── Data for processing

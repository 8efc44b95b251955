//! tourney-back binary entrypoint wiring the REST surface, the storage supervisor and the store backends.

use std::{env, net::SocketAddr, sync::Arc};

use anyhow::Context;
use axum::Router;
use futures::{FutureExt, future::BoxFuture};
use tokio::net::TcpListener;
use tower_http::{cors::CorsLayer, trace::TraceLayer};
use tracing::info;
use tracing_subscriber::{layer::SubscriberExt, util::SubscriberInitExt};

use tourney_back::{
    config::AppConfig,
    dao::{
        storage::StorageError,
        tournament_store::{MemoryTournamentStore, TournamentStore},
    },
    routes,
    services::storage_supervisor,
    state::{AppState, SharedState},
};

const ADMIN_TOKEN_ENV: &str = "TOURNEY_ADMIN_TOKEN";

/// Which store backend the server runs on.
#[derive(Debug, Clone, Copy, PartialEq, Eq)]
enum StoreBackend {
    Memory,
    #[cfg(feature = "mongo-store")]
    Mongo,
}

impl StoreBackend {
    /// `STORE_BACKEND` wins; otherwise MongoDB is used whenever `MONGO_URI` is set.
    fn from_env() -> anyhow::Result<Self> {
        match env::var("STORE_BACKEND").ok().as_deref() {
            Some("memory") => Ok(StoreBackend::Memory),
            #[cfg(feature = "mongo-store")]
            Some("mongo") => Ok(StoreBackend::Mongo),
            Some(other) => anyhow::bail!("unsupported STORE_BACKEND `{other}`"),
            #[cfg(feature = "mongo-store")]
            None if env::var_os("MONGO_URI").is_some() => Ok(StoreBackend::Mongo),
            None => Ok(StoreBackend::Memory),
        }
    }
}

#[tokio::main]
async fn main() -> anyhow::Result<()> {
    init_tracing();

    let config = AppConfig::load();
    let backend = StoreBackend::from_env()?;
    let admin_token = env::var(ADMIN_TOKEN_ENV).ok();
    let app_state = AppState::new(config, admin_token);

    info!(?backend, "selected storage backend");
    tokio::spawn(storage_supervisor::run(
        app_state.clone(),
        connector(backend, &app_state),
    ));

    // Build the HTTP router once the shared state is ready.
    let app = build_router(app_state);

    let port = env::var("PORT")
        .or_else(|_| env::var("SERVER_PORT"))
        .ok()
        .and_then(|value| value.parse::<u16>().ok())
        .unwrap_or(8080);

    let addr = SocketAddr::from(([0, 0, 0, 0], port));
    info!(%addr, "starting server");

    let listener = TcpListener::bind(addr).await.context("binding server")?;
    let service = app.into_make_service();
    axum::serve(listener, service)
        .with_graceful_shutdown(shutdown_signal())
        .await
        .context("serving axum")?;

    Ok(())
}

type Connect = BoxFuture<'static, Result<Arc<dyn TournamentStore>, StorageError>>;

/// Connection factory handed to the storage supervisor.
fn connector(
    backend: StoreBackend,
    state: &SharedState,
) -> impl FnMut() -> Connect + Send + 'static {
    #[cfg(feature = "mongo-store")]
    let shard_count = state.config().shard_count;
    #[cfg(not(feature = "mongo-store"))]
    let _ = state;
    // A single in-memory store survives supervisor reconnects.
    let memory = MemoryTournamentStore::new();

    move || -> Connect {
        match backend {
            StoreBackend::Memory => {
                let store = memory.clone();
                async move { Ok(Arc::new(store) as Arc<dyn TournamentStore>) }.boxed()
            }
            #[cfg(feature = "mongo-store")]
            StoreBackend::Mongo => async move {
                use tourney_back::dao::tournament_store::mongodb::{
                    MongoConfig, MongoTournamentStore,
                };

                let config = MongoConfig::from_env(shard_count).await?;
                let store = MongoTournamentStore::connect(config).await?;
                Ok(Arc::new(store) as Arc<dyn TournamentStore>)
            }
            .boxed(),
        }
    }
}

/// Build the top-level router and attach cross-cutting middleware layers.
fn build_router(state: SharedState) -> Router<()> {
    routes::router(state)
        .layer(CorsLayer::permissive())
        .layer(TraceLayer::new_for_http())
}

/// Configure tracing subscribers so logs include spans by default.
fn init_tracing() {
    let env_filter = tracing_subscriber::EnvFilter::try_from_default_env()
        .unwrap_or_else(|_| "info,tower_http=debug".into());
    tracing_subscriber::registry()
        .with(env_filter)
        .with(tracing_subscriber::fmt::layer())
        .init();
}

/// Wait for Ctrl+C or SIGTERM and shut the server down gracefully.
async fn shutdown_signal() {
    #[cfg(unix)]
    {
        use tokio::signal::unix::{SignalKind, signal};

        match signal(SignalKind::terminate()) {
            Ok(mut term) => {
                tokio::select! {
                    _ = tokio::signal::ctrl_c() => {},
                    _ = term.recv() => {},
                }
            }
            Err(_) => {
                let _ = tokio::signal::ctrl_c().await;
            }
        }
    }

    #[cfg(not(unix))]
    {
        let _ = tokio::signal::ctrl_c().await;
    }
}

────

The answer should consist of every line from the listing above that includes the word "TraceLayer".

Result:
use tower_http::{cors::CorsLayer, trace::TraceLayer};
        .layer(TraceLayer::new_for_http())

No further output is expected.